(DATA SHOWN)
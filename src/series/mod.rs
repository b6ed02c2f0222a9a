//! Hourly alignment of household consumption and solar production.

/// Capacity scaling of the 1 kWc baseline.
pub mod capacity;
/// Half-hourly consumption to hourly buckets.
pub mod consumption;
/// Left join on the year-less calendar hour.
pub mod join;
/// Multi-year production to a typical year.
pub mod production;
pub mod types;

pub use capacity::apply_capacities;
pub use consumption::normalize;
pub use join::left_join;
pub use production::average_years;
pub use types::{
    BaselineSlot, CapacityVariant, ConsumptionRecord, HourKey, HourlyBucket, JoinedRow,
    JoinedTable, ProductionSample, SlotKey,
};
(End DATA SHOWN)
● AIM OF THE EXERCISE
Begin with the line containing "pub mod join;" and retype it and each line after it through the end of the records, keeping them exact and including nothing more.

● FINISHED TASK
pub mod join;
/// Multi-year production to a typical year.
pub mod production;
pub mod types;

pub use capacity::apply_capacities;
pub use consumption::normalize;
pub use join::left_join;
pub use production::average_years;
pub use types::{
    BaselineSlot, CapacityVariant, ConsumptionRecord, HourKey, HourlyBucket, JoinedRow,
    JoinedTable, ProductionSample, SlotKey,
};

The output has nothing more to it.